### Task data
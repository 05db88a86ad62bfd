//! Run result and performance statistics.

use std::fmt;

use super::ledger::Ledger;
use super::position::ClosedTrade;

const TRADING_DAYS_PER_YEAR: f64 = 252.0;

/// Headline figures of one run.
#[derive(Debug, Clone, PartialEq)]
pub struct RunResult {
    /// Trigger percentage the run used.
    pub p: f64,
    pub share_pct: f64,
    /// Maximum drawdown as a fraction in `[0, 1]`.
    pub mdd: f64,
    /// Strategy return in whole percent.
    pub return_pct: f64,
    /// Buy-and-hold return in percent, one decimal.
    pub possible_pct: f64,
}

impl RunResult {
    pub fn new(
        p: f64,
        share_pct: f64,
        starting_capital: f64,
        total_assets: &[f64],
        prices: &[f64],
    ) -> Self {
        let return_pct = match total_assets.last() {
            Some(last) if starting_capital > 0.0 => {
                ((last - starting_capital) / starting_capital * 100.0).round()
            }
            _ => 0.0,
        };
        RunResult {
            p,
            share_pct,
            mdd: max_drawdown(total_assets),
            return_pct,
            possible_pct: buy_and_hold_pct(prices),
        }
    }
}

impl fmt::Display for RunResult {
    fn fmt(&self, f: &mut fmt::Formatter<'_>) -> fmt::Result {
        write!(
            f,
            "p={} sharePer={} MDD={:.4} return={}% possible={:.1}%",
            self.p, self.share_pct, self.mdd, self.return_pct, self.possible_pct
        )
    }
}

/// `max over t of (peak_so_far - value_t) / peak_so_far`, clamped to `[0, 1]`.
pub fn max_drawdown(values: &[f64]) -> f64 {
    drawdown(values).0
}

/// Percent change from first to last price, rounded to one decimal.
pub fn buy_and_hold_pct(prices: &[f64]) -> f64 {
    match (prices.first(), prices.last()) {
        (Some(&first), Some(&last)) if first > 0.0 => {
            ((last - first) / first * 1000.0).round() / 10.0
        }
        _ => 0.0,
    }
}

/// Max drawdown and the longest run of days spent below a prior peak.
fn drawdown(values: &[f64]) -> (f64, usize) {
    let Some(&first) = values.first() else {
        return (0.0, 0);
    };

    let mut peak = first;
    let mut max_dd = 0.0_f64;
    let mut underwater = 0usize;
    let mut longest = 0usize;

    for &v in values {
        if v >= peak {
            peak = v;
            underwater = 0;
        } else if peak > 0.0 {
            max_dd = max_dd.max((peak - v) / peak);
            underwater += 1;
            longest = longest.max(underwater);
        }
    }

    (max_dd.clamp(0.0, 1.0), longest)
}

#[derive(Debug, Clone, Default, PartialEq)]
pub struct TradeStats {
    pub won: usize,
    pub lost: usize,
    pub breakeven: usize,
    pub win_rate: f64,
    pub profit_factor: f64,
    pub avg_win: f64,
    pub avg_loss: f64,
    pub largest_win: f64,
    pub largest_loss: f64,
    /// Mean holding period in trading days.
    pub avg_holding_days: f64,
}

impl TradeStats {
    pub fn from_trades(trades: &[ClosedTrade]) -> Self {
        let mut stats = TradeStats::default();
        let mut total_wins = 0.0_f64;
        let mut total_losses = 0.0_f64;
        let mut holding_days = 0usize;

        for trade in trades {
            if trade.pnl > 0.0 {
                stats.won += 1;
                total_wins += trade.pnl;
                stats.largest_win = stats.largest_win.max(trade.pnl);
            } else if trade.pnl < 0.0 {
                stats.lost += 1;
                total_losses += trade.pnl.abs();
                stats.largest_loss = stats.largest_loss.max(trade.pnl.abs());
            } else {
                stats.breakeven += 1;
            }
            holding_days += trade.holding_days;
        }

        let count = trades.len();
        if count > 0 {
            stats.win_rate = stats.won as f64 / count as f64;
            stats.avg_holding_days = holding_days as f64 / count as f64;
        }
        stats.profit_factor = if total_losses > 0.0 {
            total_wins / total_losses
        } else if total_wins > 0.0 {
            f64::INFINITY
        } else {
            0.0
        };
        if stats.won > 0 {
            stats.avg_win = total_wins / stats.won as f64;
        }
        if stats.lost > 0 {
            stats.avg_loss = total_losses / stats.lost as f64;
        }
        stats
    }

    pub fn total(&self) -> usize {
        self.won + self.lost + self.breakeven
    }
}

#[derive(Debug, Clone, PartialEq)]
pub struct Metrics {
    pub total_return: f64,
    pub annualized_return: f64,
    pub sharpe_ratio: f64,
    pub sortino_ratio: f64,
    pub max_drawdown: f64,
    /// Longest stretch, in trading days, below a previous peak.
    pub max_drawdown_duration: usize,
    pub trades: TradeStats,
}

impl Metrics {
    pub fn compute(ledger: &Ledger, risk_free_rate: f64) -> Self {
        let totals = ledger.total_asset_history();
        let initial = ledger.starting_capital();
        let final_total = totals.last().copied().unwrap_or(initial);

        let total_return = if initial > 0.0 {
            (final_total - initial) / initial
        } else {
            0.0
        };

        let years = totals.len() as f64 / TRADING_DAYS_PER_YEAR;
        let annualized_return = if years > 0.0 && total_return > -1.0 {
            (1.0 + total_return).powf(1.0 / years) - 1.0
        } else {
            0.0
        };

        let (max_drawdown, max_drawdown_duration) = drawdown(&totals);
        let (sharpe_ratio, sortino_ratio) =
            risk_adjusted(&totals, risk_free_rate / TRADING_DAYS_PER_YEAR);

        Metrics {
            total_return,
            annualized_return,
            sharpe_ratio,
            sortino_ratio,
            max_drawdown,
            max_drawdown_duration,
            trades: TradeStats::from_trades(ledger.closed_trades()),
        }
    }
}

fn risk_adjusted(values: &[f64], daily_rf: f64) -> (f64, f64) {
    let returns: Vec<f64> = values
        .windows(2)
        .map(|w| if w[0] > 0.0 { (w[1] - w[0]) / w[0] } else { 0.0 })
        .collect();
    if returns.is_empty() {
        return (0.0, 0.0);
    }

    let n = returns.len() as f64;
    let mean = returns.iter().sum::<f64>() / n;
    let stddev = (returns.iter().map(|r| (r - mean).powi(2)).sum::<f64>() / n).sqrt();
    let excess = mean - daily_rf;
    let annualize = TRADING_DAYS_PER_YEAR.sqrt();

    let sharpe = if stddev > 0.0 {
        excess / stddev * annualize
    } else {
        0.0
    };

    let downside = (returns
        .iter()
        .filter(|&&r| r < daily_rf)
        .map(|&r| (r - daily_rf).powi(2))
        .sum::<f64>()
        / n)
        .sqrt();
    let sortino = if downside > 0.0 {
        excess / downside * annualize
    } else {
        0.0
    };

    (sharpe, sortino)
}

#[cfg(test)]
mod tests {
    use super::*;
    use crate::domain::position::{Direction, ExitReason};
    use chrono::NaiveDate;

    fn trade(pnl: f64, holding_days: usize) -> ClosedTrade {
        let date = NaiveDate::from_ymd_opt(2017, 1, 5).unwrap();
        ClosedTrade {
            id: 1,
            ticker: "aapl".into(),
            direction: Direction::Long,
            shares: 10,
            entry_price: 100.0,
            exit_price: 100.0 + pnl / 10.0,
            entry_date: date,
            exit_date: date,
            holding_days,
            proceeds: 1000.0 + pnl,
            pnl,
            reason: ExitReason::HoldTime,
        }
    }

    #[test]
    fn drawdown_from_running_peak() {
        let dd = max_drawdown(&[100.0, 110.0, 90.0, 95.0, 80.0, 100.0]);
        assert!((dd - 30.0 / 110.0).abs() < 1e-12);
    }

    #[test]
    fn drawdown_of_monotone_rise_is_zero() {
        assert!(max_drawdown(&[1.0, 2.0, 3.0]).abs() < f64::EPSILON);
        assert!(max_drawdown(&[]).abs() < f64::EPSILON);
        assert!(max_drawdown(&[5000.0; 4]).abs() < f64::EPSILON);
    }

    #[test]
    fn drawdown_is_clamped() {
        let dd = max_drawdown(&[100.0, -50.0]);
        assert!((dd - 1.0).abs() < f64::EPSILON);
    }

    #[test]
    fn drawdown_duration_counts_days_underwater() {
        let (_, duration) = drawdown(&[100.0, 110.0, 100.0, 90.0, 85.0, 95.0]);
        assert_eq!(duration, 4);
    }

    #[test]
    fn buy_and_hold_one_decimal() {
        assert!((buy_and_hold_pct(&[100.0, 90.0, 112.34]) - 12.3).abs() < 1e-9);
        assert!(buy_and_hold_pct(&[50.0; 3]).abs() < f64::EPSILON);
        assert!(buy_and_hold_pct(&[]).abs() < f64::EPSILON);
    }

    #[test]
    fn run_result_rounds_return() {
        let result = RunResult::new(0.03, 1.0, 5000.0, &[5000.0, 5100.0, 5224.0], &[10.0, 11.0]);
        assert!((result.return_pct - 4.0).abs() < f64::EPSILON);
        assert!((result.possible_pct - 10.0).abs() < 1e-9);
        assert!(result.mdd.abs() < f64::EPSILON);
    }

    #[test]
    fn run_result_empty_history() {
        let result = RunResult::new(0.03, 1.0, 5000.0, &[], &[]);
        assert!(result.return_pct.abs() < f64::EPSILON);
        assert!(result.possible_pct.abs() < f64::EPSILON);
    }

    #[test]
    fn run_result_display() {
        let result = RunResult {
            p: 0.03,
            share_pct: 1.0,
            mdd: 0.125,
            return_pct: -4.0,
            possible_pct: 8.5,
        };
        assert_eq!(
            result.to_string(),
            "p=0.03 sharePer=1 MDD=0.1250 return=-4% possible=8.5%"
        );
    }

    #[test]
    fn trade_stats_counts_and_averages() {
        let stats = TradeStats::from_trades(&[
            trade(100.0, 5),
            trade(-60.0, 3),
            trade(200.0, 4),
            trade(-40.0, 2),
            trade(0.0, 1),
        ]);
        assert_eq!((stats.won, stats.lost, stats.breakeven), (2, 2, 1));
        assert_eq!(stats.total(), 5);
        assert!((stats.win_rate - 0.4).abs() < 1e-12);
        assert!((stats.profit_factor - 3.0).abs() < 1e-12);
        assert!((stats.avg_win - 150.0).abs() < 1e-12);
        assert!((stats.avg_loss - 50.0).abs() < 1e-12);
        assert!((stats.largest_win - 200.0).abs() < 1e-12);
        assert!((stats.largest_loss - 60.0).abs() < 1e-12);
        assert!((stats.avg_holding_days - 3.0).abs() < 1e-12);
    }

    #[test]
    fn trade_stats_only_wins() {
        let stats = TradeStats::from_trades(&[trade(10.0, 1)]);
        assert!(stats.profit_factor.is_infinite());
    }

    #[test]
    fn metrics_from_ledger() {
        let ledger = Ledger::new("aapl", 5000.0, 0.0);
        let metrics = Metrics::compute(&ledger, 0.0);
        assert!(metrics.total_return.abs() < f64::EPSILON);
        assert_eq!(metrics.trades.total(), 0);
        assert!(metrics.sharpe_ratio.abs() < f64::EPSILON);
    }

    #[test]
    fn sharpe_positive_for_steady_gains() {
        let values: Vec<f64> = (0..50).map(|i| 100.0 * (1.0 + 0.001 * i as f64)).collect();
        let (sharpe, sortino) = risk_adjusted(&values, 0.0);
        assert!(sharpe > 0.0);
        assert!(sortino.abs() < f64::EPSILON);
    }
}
---
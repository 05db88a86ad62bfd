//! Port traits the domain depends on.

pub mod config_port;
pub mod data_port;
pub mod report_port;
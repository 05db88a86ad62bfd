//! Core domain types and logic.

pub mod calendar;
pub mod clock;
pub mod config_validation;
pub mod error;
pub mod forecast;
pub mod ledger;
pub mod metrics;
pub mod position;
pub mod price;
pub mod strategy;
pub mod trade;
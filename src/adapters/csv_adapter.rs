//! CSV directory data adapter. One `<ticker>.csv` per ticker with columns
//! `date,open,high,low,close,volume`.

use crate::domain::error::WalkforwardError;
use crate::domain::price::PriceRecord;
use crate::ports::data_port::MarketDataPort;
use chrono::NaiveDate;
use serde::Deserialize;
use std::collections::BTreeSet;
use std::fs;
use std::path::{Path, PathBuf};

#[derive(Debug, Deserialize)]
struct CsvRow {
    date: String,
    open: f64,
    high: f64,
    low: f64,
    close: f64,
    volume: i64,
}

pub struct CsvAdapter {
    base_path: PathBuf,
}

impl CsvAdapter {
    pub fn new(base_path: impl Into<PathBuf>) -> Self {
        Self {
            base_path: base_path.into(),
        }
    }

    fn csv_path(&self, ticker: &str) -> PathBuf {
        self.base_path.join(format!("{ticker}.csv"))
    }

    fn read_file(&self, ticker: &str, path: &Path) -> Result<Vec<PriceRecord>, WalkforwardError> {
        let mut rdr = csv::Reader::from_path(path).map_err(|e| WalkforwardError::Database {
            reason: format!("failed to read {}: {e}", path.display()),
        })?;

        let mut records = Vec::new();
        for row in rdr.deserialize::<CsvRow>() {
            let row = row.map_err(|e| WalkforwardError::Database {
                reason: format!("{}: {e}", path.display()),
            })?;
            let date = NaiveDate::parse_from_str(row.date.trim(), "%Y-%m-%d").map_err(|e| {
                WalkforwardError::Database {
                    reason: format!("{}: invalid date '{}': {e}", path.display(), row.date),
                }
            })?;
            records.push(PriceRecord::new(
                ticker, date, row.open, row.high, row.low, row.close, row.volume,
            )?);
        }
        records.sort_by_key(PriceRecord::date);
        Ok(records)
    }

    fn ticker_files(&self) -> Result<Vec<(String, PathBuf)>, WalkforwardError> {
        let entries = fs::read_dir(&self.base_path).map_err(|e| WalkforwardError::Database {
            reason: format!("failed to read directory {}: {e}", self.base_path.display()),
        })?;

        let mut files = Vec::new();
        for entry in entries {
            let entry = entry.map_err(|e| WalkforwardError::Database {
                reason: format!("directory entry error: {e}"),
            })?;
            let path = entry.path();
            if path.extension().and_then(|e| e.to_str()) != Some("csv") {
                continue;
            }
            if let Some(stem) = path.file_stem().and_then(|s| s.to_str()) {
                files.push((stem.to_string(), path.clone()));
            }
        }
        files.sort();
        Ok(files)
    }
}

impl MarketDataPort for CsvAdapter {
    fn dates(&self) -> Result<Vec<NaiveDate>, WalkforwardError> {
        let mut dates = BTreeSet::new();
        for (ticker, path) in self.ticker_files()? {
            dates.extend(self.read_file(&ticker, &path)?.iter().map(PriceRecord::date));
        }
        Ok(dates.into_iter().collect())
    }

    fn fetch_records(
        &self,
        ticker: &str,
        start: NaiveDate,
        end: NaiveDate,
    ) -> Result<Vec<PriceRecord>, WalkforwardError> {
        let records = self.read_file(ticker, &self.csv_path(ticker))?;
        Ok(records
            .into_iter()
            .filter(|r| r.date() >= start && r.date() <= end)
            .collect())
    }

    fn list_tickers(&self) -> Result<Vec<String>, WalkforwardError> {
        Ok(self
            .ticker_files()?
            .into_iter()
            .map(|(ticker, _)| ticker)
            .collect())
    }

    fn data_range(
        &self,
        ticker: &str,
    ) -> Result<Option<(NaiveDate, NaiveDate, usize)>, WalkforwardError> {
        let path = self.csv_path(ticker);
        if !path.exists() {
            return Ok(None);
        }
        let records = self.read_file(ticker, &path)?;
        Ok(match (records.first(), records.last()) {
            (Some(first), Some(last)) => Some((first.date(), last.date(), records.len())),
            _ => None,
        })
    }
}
...
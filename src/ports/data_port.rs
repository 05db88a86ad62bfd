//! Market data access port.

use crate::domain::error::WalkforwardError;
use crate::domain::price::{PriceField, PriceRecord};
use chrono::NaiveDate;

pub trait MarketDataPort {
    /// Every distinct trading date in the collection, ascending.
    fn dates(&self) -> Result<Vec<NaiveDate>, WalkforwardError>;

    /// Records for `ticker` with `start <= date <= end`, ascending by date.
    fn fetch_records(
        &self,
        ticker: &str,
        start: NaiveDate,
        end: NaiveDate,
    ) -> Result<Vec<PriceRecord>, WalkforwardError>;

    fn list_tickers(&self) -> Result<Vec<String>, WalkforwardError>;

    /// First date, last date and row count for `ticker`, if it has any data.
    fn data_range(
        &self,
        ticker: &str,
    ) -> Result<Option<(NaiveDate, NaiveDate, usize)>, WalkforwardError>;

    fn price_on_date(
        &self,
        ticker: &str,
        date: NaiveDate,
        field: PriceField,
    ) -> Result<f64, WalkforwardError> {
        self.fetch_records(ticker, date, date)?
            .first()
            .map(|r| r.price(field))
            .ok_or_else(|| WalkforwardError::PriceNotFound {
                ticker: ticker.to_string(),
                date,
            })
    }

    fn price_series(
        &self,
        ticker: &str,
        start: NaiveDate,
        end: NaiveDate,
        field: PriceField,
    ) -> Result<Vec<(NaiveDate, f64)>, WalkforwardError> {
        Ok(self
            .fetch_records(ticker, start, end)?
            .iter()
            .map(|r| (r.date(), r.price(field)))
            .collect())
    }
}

### Exercise directions
For the word "with", count the lines of the data that contain it and report only the total.

### Written response
2